_Work required_
In the data, extract each line that holds the string "detail".

[Collection entries]
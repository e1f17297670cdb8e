use async_trait::async_trait;
use serde::{Deserialize, Serialize};
use std::time::Duration;

use crate::core::error::{CoreError, CoreResult};

/// A candidate tweet returned by the search operation.
#[derive(Debug, Clone, Serialize, Deserialize)]
pub struct TweetRef {
    pub id: String,
    pub url: String,
    pub text: String,
    pub author: String,
}

/// Successful reply outcome as reported by the automation API.
#[derive(Debug, Clone, Serialize, Deserialize)]
pub struct ReplyOutcome {
    pub reply_id: String,
    pub reply_url: String,
}

/// Wrapper around the external social-network automation API. Every call
/// carries a hard wall-clock timeout; a hang surfaces as `CoreError::Timeout`
/// rather than blocking the dispatch loop.
#[async_trait]
pub trait RemoteActionClient: Send + Sync {
    async fn post_reply(
        &self,
        tweet_id: &str,
        text: &str,
        account: &str,
        cookie: &str,
        media: Option<&str>,
    ) -> CoreResult<ReplyOutcome>;

    async fn like_tweet(&self, tweet_id: &str, account: &str, cookie: &str) -> CoreResult<()>;

    async fn send_dm(
        &self,
        recipient: &str,
        message: &str,
        account: &str,
        cookie: &str,
    ) -> CoreResult<()>;

    async fn search(
        &self,
        terms: &[String],
        account: &str,
        cookie: &str,
        max: usize,
    ) -> CoreResult<Vec<TweetRef>>;
}

/// HTTP implementation posting JSON to the configured automation API.
pub struct HttpActionClient {
    http: reqwest::Client,
    base_url: String,
    api_key: String,
    timeout_secs: u64,
}

impl HttpActionClient {
    pub fn new(base_url: &str, api_key: &str, timeout_secs: u64) -> anyhow::Result<Self> {
        let http = reqwest::Client::builder()
            .timeout(Duration::from_secs(timeout_secs))
            .build()?;
        Ok(Self {
            http,
            base_url: base_url.trim_end_matches('/').to_string(),
            api_key: api_key.to_string(),
            timeout_secs,
        })
    }

    async fn call(&self, path: &str, body: serde_json::Value) -> CoreResult<serde_json::Value> {
        let url = format!("{}/{}", self.base_url, path);
        let request = self
            .http
            .post(&url)
            .bearer_auth(&self.api_key)
            .json(&body)
            .send();

        // The dispatch loop must never block on a misbehaving remote call.
        let response = tokio::time::timeout(Duration::from_secs(self.timeout_secs), request)
            .await
            .map_err(|_| CoreError::Timeout(self.timeout_secs))?
            .map_err(|e| {
                if e.is_timeout() {
                    CoreError::Timeout(self.timeout_secs)
                } else {
                    CoreError::RemoteCall(e.to_string())
                }
            })?;

        let status = response.status();
        let value: serde_json::Value = response
            .json()
            .await
            .map_err(|e| CoreError::RemoteCall(format!("invalid response body: {}", e)))?;

        if !status.is_success() {
            let detail = value
                .get("error")
                .and_then(|v| v.as_str())
                .unwrap_or("no detail");
            return Err(CoreError::RemoteCall(format!(
                "automation API returned {}: {}",
                status, detail
            )));
        }
        if value.get("success").and_then(|v| v.as_bool()) == Some(false) {
            let detail = value
                .get("error")
                .and_then(|v| v.as_str())
                .unwrap_or("unspecified failure");
            return Err(CoreError::RemoteCall(detail.to_string()));
        }
        Ok(value)
    }
}

#[async_trait]
impl RemoteActionClient for HttpActionClient {
    async fn post_reply(
        &self,
        tweet_id: &str,
        text: &str,
        account: &str,
        cookie: &str,
        media: Option<&str>,
    ) -> CoreResult<ReplyOutcome> {
        let value = self
            .call(
                "reply",
                serde_json::json!({
                    "tweet_id": tweet_id,
                    "text": text,
                    "account": account,
                    "cookie": cookie,
                    "media": media,
                }),
            )
            .await?;

        let reply_id = value
            .get("reply_id")
            .and_then(|v| v.as_str())
            .unwrap_or_default()
            .to_string();
        let reply_url = value
            .get("reply_url")
            .and_then(|v| v.as_str())
            .unwrap_or_default()
            .to_string();
        Ok(ReplyOutcome { reply_id, reply_url })
    }

    async fn like_tweet(&self, tweet_id: &str, account: &str, cookie: &str) -> CoreResult<()> {
        self.call(
            "like",
            serde_json::json!({
                "tweet_id": tweet_id,
                "account": account,
                "cookie": cookie,
            }),
        )
        .await?;
        Ok(())
    }

    async fn send_dm(
        &self,
        recipient: &str,
        message: &str,
        account: &str,
        cookie: &str,
    ) -> CoreResult<()> {
        self.call(
            "dm",
            serde_json::json!({
                "recipient": recipient,
                "message": message,
                "account": account,
                "cookie": cookie,
            }),
        )
        .await?;
        Ok(())
    }

    async fn search(
        &self,
        terms: &[String],
        account: &str,
        cookie: &str,
        max: usize,
    ) -> CoreResult<Vec<TweetRef>> {
        let value = self
            .call(
                "search",
                serde_json::json!({
                    "terms": terms,
                    "account": account,
                    "cookie": cookie,
                    "max": max,
                }),
            )
            .await?;

        let tweets = value
            .get("tweets")
            .cloned()
            .unwrap_or_else(|| serde_json::json!([]));
        serde_json::from_value(tweets)
            .map_err(|e| CoreError::RemoteCall(format!("malformed search results: {}", e)))
    }
}

#[cfg(test)]
pub mod mock {
    use super::*;
    use std::collections::VecDeque;
    use std::sync::Mutex;
    use std::sync::atomic::{AtomicUsize, Ordering};

    /// Scripted stand-in for the automation API. Counts calls so tests can
    /// assert that cancelled jobs never reach the remote side.
    pub struct MockActionClient {
        pub reply_calls: AtomicUsize,
        pub like_calls: AtomicUsize,
        pub dm_calls: AtomicUsize,
        pub search_calls: AtomicUsize,
        reply_script: Mutex<VecDeque<CoreResult<ReplyOutcome>>>,
        search_results: Mutex<Vec<TweetRef>>,
        search_error: Mutex<Option<String>>,
        pub reply_latency: Option<Duration>,
        pub search_latency: Option<Duration>,
    }

    impl MockActionClient {
        pub fn new() -> Self {
            Self {
                reply_calls: AtomicUsize::new(0),
                like_calls: AtomicUsize::new(0),
                dm_calls: AtomicUsize::new(0),
                search_calls: AtomicUsize::new(0),
                reply_script: Mutex::new(VecDeque::new()),
                search_results: Mutex::new(Vec::new()),
                search_error: Mutex::new(None),
                reply_latency: None,
                search_latency: None,
            }
        }

        pub fn with_reply_latency(mut self, latency: Duration) -> Self {
            self.reply_latency = Some(latency);
            self
        }

        pub fn with_search_latency(mut self, latency: Duration) -> Self {
            self.search_latency = Some(latency);
            self
        }

        /// Queue the outcome of the next `post_reply` call. When the script
        /// is exhausted, replies succeed with a synthetic URL.
        pub fn script_reply(&self, outcome: CoreResult<ReplyOutcome>) {
            self.reply_script.lock().unwrap().push_back(outcome);
        }

        pub fn set_search_results(&self, tweets: Vec<TweetRef>) {
            *self.search_results.lock().unwrap() = tweets;
        }

        pub fn fail_search(&self, error: &str) {
            *self.search_error.lock().unwrap() = Some(error.to_string());
        }
    }

    #[async_trait]
    impl RemoteActionClient for MockActionClient {
        async fn post_reply(
            &self,
            tweet_id: &str,
            _text: &str,
            _account: &str,
            _cookie: &str,
            _media: Option<&str>,
        ) -> CoreResult<ReplyOutcome> {
            self.reply_calls.fetch_add(1, Ordering::SeqCst);
            if let Some(latency) = self.reply_latency {
                tokio::time::sleep(latency).await;
            }
            let scripted = self.reply_script.lock().unwrap().pop_front();
            match scripted {
                Some(outcome) => outcome,
                None => Ok(ReplyOutcome {
                    reply_id: format!("r-{}", tweet_id),
                    reply_url: format!("https://x.com/i/status/r-{}", tweet_id),
                }),
            }
        }

        async fn like_tweet(
            &self,
            _tweet_id: &str,
            _account: &str,
            _cookie: &str,
        ) -> CoreResult<()> {
            self.like_calls.fetch_add(1, Ordering::SeqCst);
            Ok(())
        }

        async fn send_dm(
            &self,
            _recipient: &str,
            _message: &str,
            _account: &str,
            _cookie: &str,
        ) -> CoreResult<()> {
            self.dm_calls.fetch_add(1, Ordering::SeqCst);
            Ok(())
        }

        async fn search(
            &self,
            _terms: &[String],
            _account: &str,
            _cookie: &str,
            max: usize,
        ) -> CoreResult<Vec<TweetRef>> {
            self.search_calls.fetch_add(1, Ordering::SeqCst);
            if let Some(latency) = self.search_latency {
                tokio::time::sleep(latency).await;
            }
            if let Some(error) = self.search_error.lock().unwrap().clone() {
                return Err(CoreError::RemoteCall(error));
            }
            let mut tweets = self.search_results.lock().unwrap().clone();
            tweets.truncate(max);
            Ok(tweets)
        }
    }
}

_Task output_
            let detail = value
                .unwrap_or("no detail");
                status, detail
            let detail = value
            return Err(CoreError::RemoteCall(detail.to_string()));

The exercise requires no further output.